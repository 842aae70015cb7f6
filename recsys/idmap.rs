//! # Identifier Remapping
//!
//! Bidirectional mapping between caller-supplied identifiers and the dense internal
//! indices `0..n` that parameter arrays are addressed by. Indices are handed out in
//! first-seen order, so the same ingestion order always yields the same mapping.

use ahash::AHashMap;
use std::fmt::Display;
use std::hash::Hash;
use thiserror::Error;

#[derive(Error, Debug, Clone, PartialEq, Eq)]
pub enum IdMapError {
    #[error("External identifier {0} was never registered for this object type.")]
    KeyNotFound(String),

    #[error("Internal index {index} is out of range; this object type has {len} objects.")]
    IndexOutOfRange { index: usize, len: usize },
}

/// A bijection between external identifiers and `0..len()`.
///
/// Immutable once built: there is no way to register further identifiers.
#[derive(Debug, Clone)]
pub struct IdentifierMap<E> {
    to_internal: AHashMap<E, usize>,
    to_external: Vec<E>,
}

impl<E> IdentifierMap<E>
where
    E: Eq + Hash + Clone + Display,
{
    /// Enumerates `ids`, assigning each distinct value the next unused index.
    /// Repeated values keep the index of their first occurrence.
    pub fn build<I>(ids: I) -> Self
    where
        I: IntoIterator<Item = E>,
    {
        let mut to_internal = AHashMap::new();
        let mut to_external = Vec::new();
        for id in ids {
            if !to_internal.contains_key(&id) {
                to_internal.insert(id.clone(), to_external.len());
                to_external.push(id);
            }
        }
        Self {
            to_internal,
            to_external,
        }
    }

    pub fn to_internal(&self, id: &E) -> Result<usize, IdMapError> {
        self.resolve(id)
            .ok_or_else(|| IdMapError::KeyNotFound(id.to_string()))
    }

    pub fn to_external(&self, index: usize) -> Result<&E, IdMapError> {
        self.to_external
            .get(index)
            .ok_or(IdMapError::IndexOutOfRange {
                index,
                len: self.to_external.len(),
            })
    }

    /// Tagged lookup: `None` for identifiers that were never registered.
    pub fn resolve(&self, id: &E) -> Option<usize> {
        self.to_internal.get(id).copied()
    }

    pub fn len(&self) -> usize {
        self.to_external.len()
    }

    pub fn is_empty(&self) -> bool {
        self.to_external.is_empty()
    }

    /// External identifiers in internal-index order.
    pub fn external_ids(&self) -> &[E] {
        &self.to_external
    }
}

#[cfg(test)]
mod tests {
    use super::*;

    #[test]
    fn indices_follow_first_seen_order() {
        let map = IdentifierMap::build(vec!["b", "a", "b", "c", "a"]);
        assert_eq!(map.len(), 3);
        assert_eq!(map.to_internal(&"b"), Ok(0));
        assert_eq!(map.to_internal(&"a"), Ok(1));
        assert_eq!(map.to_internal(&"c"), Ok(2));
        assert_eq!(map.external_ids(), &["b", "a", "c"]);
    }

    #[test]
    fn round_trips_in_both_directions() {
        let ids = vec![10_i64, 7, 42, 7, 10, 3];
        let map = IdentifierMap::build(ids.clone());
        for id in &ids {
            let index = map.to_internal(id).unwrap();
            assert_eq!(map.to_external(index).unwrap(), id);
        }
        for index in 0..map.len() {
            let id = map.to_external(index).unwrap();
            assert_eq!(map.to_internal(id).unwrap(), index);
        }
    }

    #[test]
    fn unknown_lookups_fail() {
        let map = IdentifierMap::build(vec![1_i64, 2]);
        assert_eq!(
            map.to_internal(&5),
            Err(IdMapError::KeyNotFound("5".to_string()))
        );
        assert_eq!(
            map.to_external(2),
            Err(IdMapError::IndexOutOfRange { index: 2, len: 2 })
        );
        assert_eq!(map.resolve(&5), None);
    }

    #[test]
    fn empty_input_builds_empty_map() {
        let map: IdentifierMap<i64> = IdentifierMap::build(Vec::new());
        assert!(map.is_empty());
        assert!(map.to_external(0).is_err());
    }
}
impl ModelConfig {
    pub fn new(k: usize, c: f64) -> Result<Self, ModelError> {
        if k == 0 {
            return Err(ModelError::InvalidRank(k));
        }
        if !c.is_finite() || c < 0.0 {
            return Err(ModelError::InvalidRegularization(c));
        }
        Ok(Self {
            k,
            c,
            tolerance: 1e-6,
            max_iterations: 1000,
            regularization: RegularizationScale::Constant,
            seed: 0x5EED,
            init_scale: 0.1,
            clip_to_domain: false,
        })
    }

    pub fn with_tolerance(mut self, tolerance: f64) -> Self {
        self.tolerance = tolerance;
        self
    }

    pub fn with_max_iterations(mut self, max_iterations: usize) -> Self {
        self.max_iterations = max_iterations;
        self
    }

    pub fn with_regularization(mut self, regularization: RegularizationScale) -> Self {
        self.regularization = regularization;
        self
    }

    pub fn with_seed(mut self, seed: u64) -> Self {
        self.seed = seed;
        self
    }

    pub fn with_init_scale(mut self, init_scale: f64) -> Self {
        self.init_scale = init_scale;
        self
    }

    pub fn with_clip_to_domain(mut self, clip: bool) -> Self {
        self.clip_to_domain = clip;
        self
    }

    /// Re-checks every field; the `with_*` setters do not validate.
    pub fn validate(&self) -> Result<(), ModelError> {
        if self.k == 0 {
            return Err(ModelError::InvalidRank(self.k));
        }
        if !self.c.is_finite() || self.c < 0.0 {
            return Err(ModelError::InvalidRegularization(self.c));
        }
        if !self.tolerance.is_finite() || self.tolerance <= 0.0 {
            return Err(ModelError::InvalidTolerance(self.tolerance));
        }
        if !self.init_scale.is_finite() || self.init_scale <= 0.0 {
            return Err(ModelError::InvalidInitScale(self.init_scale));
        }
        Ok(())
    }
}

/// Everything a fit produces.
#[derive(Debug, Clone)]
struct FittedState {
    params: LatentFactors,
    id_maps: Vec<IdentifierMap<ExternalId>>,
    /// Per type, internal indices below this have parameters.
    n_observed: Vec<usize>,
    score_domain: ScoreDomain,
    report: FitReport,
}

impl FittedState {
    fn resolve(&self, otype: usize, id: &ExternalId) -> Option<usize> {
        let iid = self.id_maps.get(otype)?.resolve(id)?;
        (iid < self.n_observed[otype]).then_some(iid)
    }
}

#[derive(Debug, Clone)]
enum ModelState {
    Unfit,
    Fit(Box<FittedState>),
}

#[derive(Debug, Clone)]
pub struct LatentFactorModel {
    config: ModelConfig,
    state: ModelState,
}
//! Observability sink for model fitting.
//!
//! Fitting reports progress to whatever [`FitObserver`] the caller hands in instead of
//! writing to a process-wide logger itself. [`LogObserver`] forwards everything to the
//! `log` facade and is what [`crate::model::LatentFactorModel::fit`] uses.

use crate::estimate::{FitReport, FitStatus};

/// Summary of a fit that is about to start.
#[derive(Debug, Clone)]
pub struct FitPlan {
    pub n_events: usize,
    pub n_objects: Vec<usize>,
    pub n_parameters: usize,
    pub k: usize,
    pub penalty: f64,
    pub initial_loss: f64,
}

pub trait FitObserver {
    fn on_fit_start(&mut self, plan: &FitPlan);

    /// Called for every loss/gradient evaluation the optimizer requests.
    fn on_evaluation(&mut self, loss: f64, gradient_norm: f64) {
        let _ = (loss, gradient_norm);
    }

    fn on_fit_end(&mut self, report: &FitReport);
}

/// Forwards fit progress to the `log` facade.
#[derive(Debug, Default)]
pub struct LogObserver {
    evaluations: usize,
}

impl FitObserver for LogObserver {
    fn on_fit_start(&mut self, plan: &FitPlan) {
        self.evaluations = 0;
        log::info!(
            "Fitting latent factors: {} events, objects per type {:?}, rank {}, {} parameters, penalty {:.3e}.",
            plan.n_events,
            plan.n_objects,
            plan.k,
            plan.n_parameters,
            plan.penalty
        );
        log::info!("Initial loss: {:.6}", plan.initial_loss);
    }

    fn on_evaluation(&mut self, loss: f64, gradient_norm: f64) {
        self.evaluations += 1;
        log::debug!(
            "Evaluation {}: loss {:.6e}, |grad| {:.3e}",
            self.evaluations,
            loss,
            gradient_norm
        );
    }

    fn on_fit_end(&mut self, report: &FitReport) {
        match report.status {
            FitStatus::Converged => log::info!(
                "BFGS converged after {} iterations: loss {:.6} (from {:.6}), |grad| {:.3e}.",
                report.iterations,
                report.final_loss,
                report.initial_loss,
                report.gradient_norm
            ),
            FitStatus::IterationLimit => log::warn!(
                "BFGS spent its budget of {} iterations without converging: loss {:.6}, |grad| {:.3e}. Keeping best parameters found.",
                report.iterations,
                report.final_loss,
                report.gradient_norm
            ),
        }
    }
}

------------------------

Exercise prompt ->
Where a line of the listing holds "info", show that line.

Result for this task ->
        log::info!(
        log::info!("Initial loss: {:.6}", plan.initial_loss);
            FitStatus::Converged => log::info!(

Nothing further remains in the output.